Load Testing Nagios XI - Problems w/ Large Service Count

mp4783 · Post by **mp4783** » Sun Feb 22, 2015 3:36 pm

I'll start with the question for those of you who don't want to read below:

What is the appropriate way to load test the Nagios XI server? By that I mean, how can I put a service check load on it that takes it to point where it can no longer handle any more (assume a checks that consume similar resources)?

My attempts to do my own load testing have resulted in problems on the server as detailed below.

I have been attempting to load test my Nagios XI server by creating a very large number of TCP check service checks on a single host. I did this by writing a script that created service check entries in an import file, using a previously configured service check definition created via the GUI. The script simply incremented the TCP port number checked an the TCP port named in the description for a fixed number of loops.

My initial run produced a file with 1000 checks for TCP ports 2 through 1001. This file was then placed into the /usr/local/nagios/etc/import directory using the appropriate filename for the host. I then executed the reconfigure_nagios.sh utility.

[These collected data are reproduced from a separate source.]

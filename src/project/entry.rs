//! Firmware binaries as found in the patches directory.
//!
//! Binaries are named `<name>.<MODEL>_<VERSION>`, e.g. `K3SysUi.K3_2.3.9.3`.
//! Everything produced from a binary is named after it with an extra
//! extension, so generated files never look like inputs.

use crate::error::{Error, Result};
use crate::locate::Model;
use std::path::{Path, PathBuf};
use std::str::FromStr;
use std::{fmt, fs, io};

/// The vendor executables we know how to patch.
#[derive(Copy, Clone, PartialEq, Eq, Debug)]
pub enum ArtifactKind {
    /// The Qt touchscreen UI.
    SysUi,

    /// The Go API server.
    Api,
}

impl FromStr for ArtifactKind {
    type Err = ();

    fn from_str(s: &str) -> std::result::Result<Self, Self::Err> {
        match s {
            "K3SysUi" => Ok(ArtifactKind::SysUi),
            "gkapi" => Ok(ArtifactKind::Api),
            _ => Err(()),
        }
    }
}

impl fmt::Display for ArtifactKind {
    fn fmt(&self, f: &mut fmt::Formatter<'_>) -> fmt::Result {
        match self {
            ArtifactKind::SysUi => write!(f, "K3SysUi"),
            ArtifactKind::Api => write!(f, "gkapi"),
        }
    }
}

/// A recognised firmware binary.
#[derive(Clone, Debug, PartialEq, Eq)]
pub struct PatchEntry {
    path: PathBuf,
    name: String,
    model: String,
    version: String,
}

fn is_model_code(s: &str) -> bool {
    s.len() > 1
        && s.starts_with('K')
        && s.chars().all(|c| c.is_ascii_uppercase() || c.is_ascii_digit())
}

fn is_version(s: &str) -> bool {
    !s.is_empty() && s.chars().all(|c| c.is_ascii_digit() || c == '.')
}

impl PatchEntry {
    /// Recognise a firmware binary by its file name.
    pub fn from_path(path: &Path) -> Option<Self> {
        let file_name = path.file_name()?.to_str()?;
        let (name, rest) = file_name.split_once('.')?;
        let (model, version) = rest.split_once('_')?;

        if name.is_empty() || !name.chars().all(|c| c.is_ascii_alphanumeric()) {
            return None;
        }
        if !is_model_code(model) || !is_version(version) {
            return None;
        }

        Some(PatchEntry {
            path: path.to_path_buf(),
            name: name.to_string(),
            model: model.to_string(),
            version: version.to_string(),
        })
    }

    pub fn path(&self) -> &Path {
        &self.path
    }

    pub fn version(&self) -> &str {
        &self.version
    }

    /// Which executable this is, if it is one we patch.
    pub fn kind(&self) -> Option<ArtifactKind> {
        ArtifactKind::from_str(&self.name).ok()
    }

    /// The device model, failing for model codes we have no support for.
    pub fn model(&self) -> Result<Model> {
        Model::from_str(&self.model).map_err(|_| Error::UnsupportedTarget {
            model: self.model.clone(),
            version: self.version.clone(),
        })
    }

    /// Where the deployment script for this binary is written.
    pub fn script_path(&self) -> PathBuf {
        let mut name = self.path.clone().into_os_string();
        name.push(".sh");

        PathBuf::from(name)
    }
}

impl fmt::Display for PatchEntry {
    fn fmt(&self, f: &mut fmt::Formatter<'_>) -> fmt::Result {
        write!(f, "{} for {} {}", self.name, self.model, self.version)
    }
}

/// List every recognised binary in `dir`, ordered by file name.
pub fn scan_patches_dir(dir: &Path) -> io::Result<Vec<PatchEntry>> {
    let mut entries = Vec::new();

    for dirent in fs::read_dir(dir)? {
        let dirent = dirent?;
        if !dirent.file_type()?.is_file() {
            continue;
        }

        if let Some(entry) = PatchEntry::from_path(&dirent.path()) {
            entries.push(entry);
        }
    }

    entries.sort_by(|a, b| a.path.cmp(&b.path));

    Ok(entries)
}
#[test]
fn custom_commands_are_embedded() {
    let target = lookup_target(Model::K3, "2.3.9.3").unwrap();
    let mut image = k3_image();
    let commands = LaunchCommands {
        launch: "run-ui &".to_string(),
        poll: "poll-ui".to_string(),
        cleanup: "true".to_string(),
    };

    apply_ui_patches(&mut image, Model::K3, target, &commands).unwrap();

    let scratch = K3_BASE + SCRATCH_AT;
    assert_eq!(read_cstr(&image, scratch + 4), "run-ui &");
    assert_eq!(read_cstr(&image, scratch + 13), "poll-ui");
    assert_eq!(read_cstr(&image, scratch + 21), "true");

    // Strings end at +0x1a; code is aligned to +0x1c.
    let start = scratch + 0x1C;
    assert_eq!(image.read_word(start).unwrap(), 0xE59F_0000);
    assert_eq!(image.read_word(start + 8).unwrap(), scratch + 4);
}

#[test]
fn missing_helper_fails_before_scratch_is_touched() {
    let target = lookup_target(Model::K3, "2.3.9.3").unwrap();
    let mut image = k3_image();
    let mut without_sleep = blank_image(K3_BASE, 0x2000);
    without_sleep.write(K3_BASE, image.as_bytes()).unwrap();
    without_sleep.add_symbol(target.callback, K3_CALLBACK);
    without_sleep.add_symbol(SYSTEM, K3_BASE + SYSTEM_AT);
    without_sleep.add_symbol(SCRATCH_FUNCTION, K3_BASE + SCRATCH_AT);

    match apply_ui_patches(&mut without_sleep, Model::K3, target, &LaunchCommands::default()) {
        Err(Error::MissingSymbol(name)) => assert_eq!(name, OS_SLEEP),
        other => panic!("expected MissingSymbol, got {:?}", other),
    }
    assert_eq!(without_sleep.read_word(K3_BASE + SCRATCH_AT).unwrap(), 0);

    // And without a receiver the site is not found.
    put_words(&mut image, K3_CALLBACK + 12, &[0]);
    assert!(matches!(
        apply_ui_patches(&mut image, Model::K3, target, &LaunchCommands::default()),
        Err(Error::PatchSiteNotFound { .. })
    ));
}

#[test]
fn scratch_allocation_is_monotonic() {
    let mut image = blank_image(0x1000, 0x100);
    image.add_sized_symbol("stub", 0x1010, 0x20);

    let mut scratch = ScratchAllocator::after_stub(&mut image, "stub").unwrap();
    assert_eq!(scratch.cursor(), 0x1014);

    assert_eq!(scratch.put_cstr(&mut image, "ab").unwrap(), 0x1014);
    assert_eq!(scratch.cursor(), 0x1017);
    assert_eq!(scratch.align(), 0x1018);
    assert_eq!(scratch.align(), 0x1018);
    assert_eq!(scratch.emit(&mut image, &Instruction::nop()).unwrap(), 0x1018);
    assert_eq!(scratch.emit_word(&mut image, 0xDEAD_BEEF).unwrap(), 0x101C);
    assert_eq!(scratch.used(), 0x10);

    assert_eq!(image.read_word(0x1010).unwrap(), 0xE1A0_F00E);
    assert_eq!(image.read(0x1014, 3).unwrap(), b"ab\0");
    assert_eq!(image.read_word(0x101C).unwrap(), 0xDEAD_BEEF);

    assert!(ScratchAllocator::after_stub(&mut image, "absent").is_err());
}
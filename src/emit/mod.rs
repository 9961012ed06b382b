//! Patch emission: rewriting vendor executables in memory and saving the
//! result next to the original.
//!
//! Every entry point here is idempotent at the file level. If the patched
//! artifact for an input already exists, nothing is read, computed, or
//! written.

mod api;
mod launcher;
mod scratch;
mod tweaks;

pub use api::LanModeOverrides;
pub use launcher::LaunchCommands;

use api::apply_api_patches;
use launcher::{emit_launcher, Helpers};
use scratch::ScratchAllocator;
use tweaks::{replace_labels, stub_status_check, STATUS_CHECK};

use crate::arch::aarch32::{Instruction, PtrVal, INSTRUCTION_SIZE};
use crate::error::Result;
use crate::image::{ExecutableImage, Image};
use crate::locate::{locate_call_site, lookup_target, Model, PatchTarget, STATUS_BAR_LANDMARK};
use crate::runtime::cached_function_table;
use log::Level;
use std::ffi::OsString;
use std::path::{Path, PathBuf};

/// `MainWindow::AcSupportRefresh()`, stubbed out to make room for the
/// launcher.
pub const SCRATCH_FUNCTION: &str = "_ZN10MainWindow16AcSupportRefreshEv";

/// How much of a patched function to list at debug level.
const LISTING_LENGTH: usize = 0x100;

/// What became of one input file.
#[derive(Clone, Debug, PartialEq, Eq)]
pub enum Outcome {
    /// The patched artifact was written to this path.
    Patched(PathBuf),

    /// The artifact at this path already existed and was left alone.
    Skipped(PathBuf),
}

impl Outcome {
    pub fn artifact(&self) -> &Path {
        match self {
            Outcome::Patched(path) | Outcome::Skipped(path) => path,
        }
    }
}

/// Where the patched copy of `path` is saved.
pub fn artifact_path(path: &Path) -> PathBuf {
    let mut name = OsString::from(path.as_os_str());
    name.push(".patch");

    PathBuf::from(name)
}

fn listing<I: Image>(image: &I, what: &str, address: PtrVal, length: usize) {
    if !log_enabled!(Level::Debug) {
        return;
    }

    match image.disassemble(address, length) {
        Ok(text) => debug!("{} at 0x{:x}:\n{}", what, address, text),
        Err(e) => debug!("{} at 0x{:x} cannot be listed: {}", what, address, e),
    }
}

/// Apply every UI patch for one firmware build to `image`.
pub fn apply_ui_patches<I: Image>(
    image: &mut I,
    model: Model,
    target: &PatchTarget,
    commands: &LaunchCommands,
) -> Result<()> {
    let callback = image.require_symbol(target.callback)?;
    let landmark = image.resolve_symbol(STATUS_BAR_LANDMARK);
    let site = locate_call_site(&*image, target, callback, landmark)?;
    let helpers = Helpers::resolve(&*image, model)?;

    let mut scratch = ScratchAllocator::after_stub(image, SCRATCH_FUNCTION)?;
    let start = emit_launcher(image, &mut scratch, &site, target, &helpers, commands)?;
    debug!("{} bytes left in {}", scratch.remaining(), SCRATCH_FUNCTION);

    image.assemble(
        site.site.target_address,
        &Instruction::branch_if(site.site.operand, start),
    )?;

    let status_check = stub_status_check(image)?;
    replace_labels(image)?;

    listing(&*image, SCRATCH_FUNCTION, scratch.start(), scratch.used());
    listing(&*image, target.callback, callback, LISTING_LENGTH);
    if let Some(check) = status_check {
        listing(&*image, STATUS_CHECK, check, 2 * INSTRUCTION_SIZE as usize);
    }

    Ok(())
}

/// Patch the vendor UI executable at `path`, built for `model` at firmware
/// `version`.
pub fn patch_ui_file(path: &Path, model: Model, version: &str, commands: &LaunchCommands) -> Result<Outcome> {
    let artifact = artifact_path(path);
    if artifact.exists() {
        info!("{} already exists, skipping", artifact.display());
        return Ok(Outcome::Skipped(artifact));
    }

    let target = lookup_target(model, version)?;
    let mut image = ExecutableImage::open(path)?;

    apply_ui_patches(&mut image, model, target, commands)?;
    image.save(&artifact)?;

    info!("Patched {} {} UI into {}", model, version, artifact.display());

    Ok(Outcome::Patched(artifact))
}

/// Patch the vendor API server executable at `path`.
pub fn patch_api_file(path: &Path, model: Model, version: &str, overrides: &LanModeOverrides) -> Result<Outcome> {
    let artifact = artifact_path(path);
    if artifact.exists() {
        info!("{} already exists, skipping", artifact.display());
        return Ok(Outcome::Skipped(artifact));
    }

    let mut image = ExecutableImage::open(path)?;
    let table = cached_function_table(&image, path)?;

    apply_api_patches(&mut image, &table, overrides)?;
    image.save(&artifact)?;

    info!("Patched {} {} API server into {}", model, version, artifact.display());

    Ok(Outcome::Patched(artifact))
}

#[cfg(test)]
mod tests;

The utility churned away for a considerable amount of time. The Nagios monitoring processes were down for over 2 minutes and 45 seconds while it imported the 1000 new services. It finally finished, and the new configuration was in place. The Nagios server then hummed along with about 1300 service checks without any issues.

I then wanted to increase the number of service checks by 9000. So I reran my script and created service check definitions for TCP ports 1002 through 10003. I followed the same procedure as above. This time the import failed and the service configuration file for the host was removed from /usr/local/nagios/etc/services. However, the entries still appeared in the Nagios GUI and were still present in the database.

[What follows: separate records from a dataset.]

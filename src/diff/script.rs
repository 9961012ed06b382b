//! Self-verifying shell scripts that apply a diff on the device.

use crate::diff::{diff_images, merge_runs, DiffRun};
use crate::digest::md5_hex;
use crate::error::Result;
use base64::{engine::general_purpose, Engine as _};
use std::fmt;
use std::fs;
use std::path::Path;

/// What applying a deployment script to a file did.
#[derive(Copy, Clone, PartialEq, Eq, Debug)]
pub enum ApplyOutcome {
    /// The file already has the patched contents; it was left alone.
    AlreadyPatched,

    /// The file had the original contents and was patched.
    Patched,

    /// The file matched neither; it was left alone.
    Refused,
}

/// Everything needed to turn one known file into its patched version.
#[derive(Clone, Debug)]
pub struct DeploymentScript {
    before_md5: String,
    after_md5: String,
    runs: Vec<DiffRun>,
}

impl DeploymentScript {
    pub fn compile(before: &[u8], after: &[u8]) -> Result<Self> {
        let runs = merge_runs(&diff_images(before, after)?);

        Ok(DeploymentScript {
            before_md5: md5_hex(before),
            after_md5: md5_hex(after),
            runs,
        })
    }

    pub fn compile_files(before: &Path, after: &Path) -> Result<Self> {
        Self::compile(&fs::read(before)?, &fs::read(after)?)
    }

    pub fn before_md5(&self) -> &str {
        &self.before_md5
    }

    pub fn after_md5(&self) -> &str {
        &self.after_md5
    }

    pub fn runs(&self) -> &[DiffRun] {
        &self.runs
    }

    /// Every run's new bytes, concatenated in offset order.
    pub fn payload(&self) -> Vec<u8> {
        self.runs.iter().flat_map(|run| run.payload.iter().copied()).collect()
    }

    /// Apply the script to `target` in memory, with the same checks as the
    /// shell rendition.
    pub fn apply(&self, target: &mut [u8]) -> ApplyOutcome {
        let md5 = md5_hex(target);

        if md5 == self.after_md5 {
            return ApplyOutcome::AlreadyPatched;
        }
        if md5 != self.before_md5 || self.runs.iter().any(|run| run.end() > target.len()) {
            return ApplyOutcome::Refused;
        }

        for run in self.runs.iter() {
            target[run.offset..run.end()].copy_from_slice(&run.payload);
        }

        ApplyOutcome::Patched
    }

    /// Render as a POSIX shell script taking the target path as `$1`.
    pub fn render(&self) -> String {
        self.to_string()
    }

    /// Save the rendered script as an executable file.
    pub fn write(&self, path: &Path) -> Result<()> {
        fs::write(path, self.render())?;

        #[cfg(unix)]
        {
            use std::os::unix::fs::PermissionsExt;
            fs::set_permissions(path, fs::Permissions::from_mode(0o755))?;
        }

        Ok(())
    }
}

impl fmt::Display for DeploymentScript {
    fn fmt(&self, f: &mut fmt::Formatter<'_>) -> fmt::Result {
        writeln!(f, "#!/bin/sh")?;
        writeln!(f)?;
        writeln!(f, "# This script was automatically generated, don't modify it directly")?;
        writeln!(f, "# Before MD5: {}", self.before_md5)?;
        writeln!(f, "# After MD5: {}", self.after_md5)?;
        writeln!(f)?;
        writeln!(f, "TARGET=$1")?;
        writeln!(f)?;
        writeln!(f, "MD5=$(md5sum \"$TARGET\" | awk '{{print $1}}')")?;
        writeln!(f, "if [ \"$MD5\" = \"{}\" ]; then", self.after_md5)?;
        writeln!(f, "    echo \"$TARGET is already patched, skipping...\"")?;
        writeln!(f, "    exit 0")?;
        writeln!(f, "fi")?;
        writeln!(f, "if [ \"$MD5\" != \"{}\" ]; then", self.before_md5)?;
        writeln!(f, "    echo \"$TARGET hash does not match, skipping patch...\"")?;
        writeln!(f, "    exit 1")?;
        writeln!(f, "fi")?;
        writeln!(f)?;
        writeln!(f, "PATCH_FILE=$(mktemp) || exit 1")?;
        writeln!(f, "trap 'rm -f \"$PATCH_FILE\"' EXIT")?;
        writeln!(
            f,
            "echo '{}' | base64 -d > \"$PATCH_FILE\"",
            general_purpose::STANDARD.encode(self.payload())
        )?;
        writeln!(f)?;

        let mut skip = 0;
        for run in self.runs.iter() {
            writeln!(
                f,
                "dd if=\"$PATCH_FILE\" skip={} ibs=1 of=\"$TARGET\" seek={} obs=1 count={} conv=notrunc 2> /dev/null || exit 1 # 0x{:x} > {}",
                skip,
                run.offset,
                run.len(),
                run.offset,
                hex::encode(&run.payload)
            )?;
            skip += run.len();
        }

        writeln!(f)?;
        writeln!(f, "echo \"$TARGET patched\"")
    }
}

I attempted to delete them through the GUI, which accepted the request, applied the changes, and then returned control. The services were still in place in the GUI and database and no service configuration file was written out for the host, which is what I would expect because I deleted all of the host's services.

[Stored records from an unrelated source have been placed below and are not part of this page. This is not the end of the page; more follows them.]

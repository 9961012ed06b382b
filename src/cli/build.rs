//! Patch a whole directory of firmware binaries.

use crate::diff::{ApplyOutcome, DeploymentScript};
use crate::emit::{patch_api_file, patch_ui_file, Outcome};
use crate::error::{Error, Result};
use crate::project::{scan_patches_dir, ArtifactKind, PatchEntry, Settings};
use std::path::Path;
use std::{fs, io};

/// Compile the deployment script for a patched binary, and rehearse it
/// against the original before trusting it.
fn compile_script(original: &Path, artifact: &Path) -> Result<DeploymentScript> {
    let before = fs::read(original)?;
    let after = fs::read(artifact)?;
    let script = DeploymentScript::compile(&before, &after)?;

    let mut rehearsal = before;
    let outcome = script.apply(&mut rehearsal);
    if outcome == ApplyOutcome::Refused || rehearsal != after {
        return Err(Error::InvalidImage(format!(
            "deployment script for {} does not reproduce {}",
            original.display(),
            artifact.display()
        )));
    }

    Ok(script)
}

fn build_entry(entry: &PatchEntry, kind: ArtifactKind, settings: &Settings) -> Result<()> {
    let model = entry.model()?;

    let outcome = match kind {
        ArtifactKind::SysUi => {
            patch_ui_file(entry.path(), model, entry.version(), settings.commands_for(model))?
        }
        ArtifactKind::Api => {
            patch_api_file(entry.path(), model, entry.version(), settings.lan_mode_overrides())?
        }
    };

    let script = compile_script(entry.path(), outcome.artifact())?;
    let script_path = entry.script_path();
    script.write(&script_path)?;

    match outcome {
        Outcome::Patched(_) => info!(
            "Wrote {} ({} runs, {} -> {})",
            script_path.display(),
            script.runs().len(),
            script.before_md5(),
            script.after_md5()
        ),
        Outcome::Skipped(_) => debug!("Refreshed {} for {}", script_path.display(), script.after_md5()),
    }

    Ok(())
}

pub fn build(settings: &Settings) -> io::Result<()> {
    let dir = settings.patches_dir();
    let entries = scan_patches_dir(dir)?;

    info!("Found {} firmware binaries in {}", entries.len(), dir.display());

    let mut failed = 0;
    for entry in entries.iter() {
        let kind = match entry.kind() {
            Some(kind) => kind,
            None => {
                debug!("Nothing to patch in {}", entry.path().display());
                continue;
            }
        };

        info!("Processing {}", entry);

        if let Err(e) = build_entry(entry, kind, settings) {
            error!("{}: {}", entry, e);
            failed += 1;
        }
    }

    if failed > 0 {
        return Err(io::Error::new(
            io::ErrorKind::Other,
            format!("{} of {} firmware binaries could not be patched", failed, entries.len()),
        ));
    }

    Ok(())
}
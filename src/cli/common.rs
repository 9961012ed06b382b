//! Common utilities for command implementations

use clap::{App, Arg, SubCommand};
use std::str::FromStr;

/// Enumeration of all CLI commands
#[derive(Copy, Clone, PartialEq, Eq, Debug)]
pub enum Command {
    Build,
    Diff,
    Symbols,
}

impl Command {
    /// Enumerate all commands that fwpatch recognizes.
    pub fn enumerate() -> Vec<Self> {
        use Command::*;

        vec![Build, Diff, Symbols]
    }

    /// Construct the subcommand object for this particular `Command`.
    pub fn into_clap_subcommand<'a, 'b>(self) -> App<'a, 'b> {
        match self {
            Command::Build => SubCommand::with_name("build")
                .about("Patch every firmware binary in the patches directory and write deployment scripts"),
            Command::Diff => SubCommand::with_name("diff")
                .about("Compile a deployment script that turns one file into another")
                .arg(
                    Arg::with_name("before")
                        .value_name("K3SysUi.K3_2.3.9.3")
                        .index(1)
                        .required(true)
                        .help("The original file"),
                )
                .arg(
                    Arg::with_name("after")
                        .value_name("K3SysUi.K3_2.3.9.3.patch")
                        .index(2)
                        .required(true)
                        .help("The patched file"),
                )
                .arg(
                    Arg::with_name("out")
                        .long("out")
                        .short("o")
                        .value_name("patch.sh")
                        .takes_value(true)
                        .help("Where to write the script; standard output if omitted"),
                ),
            Command::Symbols => SubCommand::with_name("symbols")
                .about("List the functions named in a Go binary's runtime table")
                .arg(
                    Arg::with_name("binary")
                        .value_name("gkapi.K3_2.3.9.3")
                        .index(1)
                        .required(true)
                        .help("The Go executable to read"),
                ),
        }
    }
}

impl FromStr for Command {
    type Err = ();

    fn from_str(s: &str) -> Result<Self, Self::Err> {
        match s.to_ascii_lowercase().as_ref() {
            "build" => Ok(Command::Build),
            "diff" => Ok(Command::Diff),
            "symbols" => Ok(Command::Symbols),
            "syms" => Ok(Command::Symbols),
            _ => Err(()),
        }
    }
}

I then decided to use the nagiosql_delete_service.php utility with the '--config' option, to delete the approximately 9000 services on the host. The process almost 50 minutes to complete on a very lightly loaded server. It appears to be deleting services one at a time. A review of the MySQL log shows a repetitive (with applicable variation) series of statements. That said, upon finally completing the deletion and attempting to reconfigure Nagios, all of the service checks were still in place. I'm not sure if the absence of the service configuration file (removed during the failed import) is at the root of this. I would, in theory, be able to recreate it from the object.cache file.

I could go on and on through many permutations and attempts to fix this, but won't bore you with that. However, this brings up other questions, the first of which is:

Do the nagiosql_NNN_NNN.php utilities "reproduce" the actions one would take through the GUI and output them to a temporary file that is "run" against the Nagios XI server?

The reason I ask this is, when I examined the nagiosql.delete.service file for the deletion session above, I saw that it was being constantly recreated. I also saw that it contained what appeared to be an entire page from the GUI. I even took the file to my local workstation and opened it up in a browser.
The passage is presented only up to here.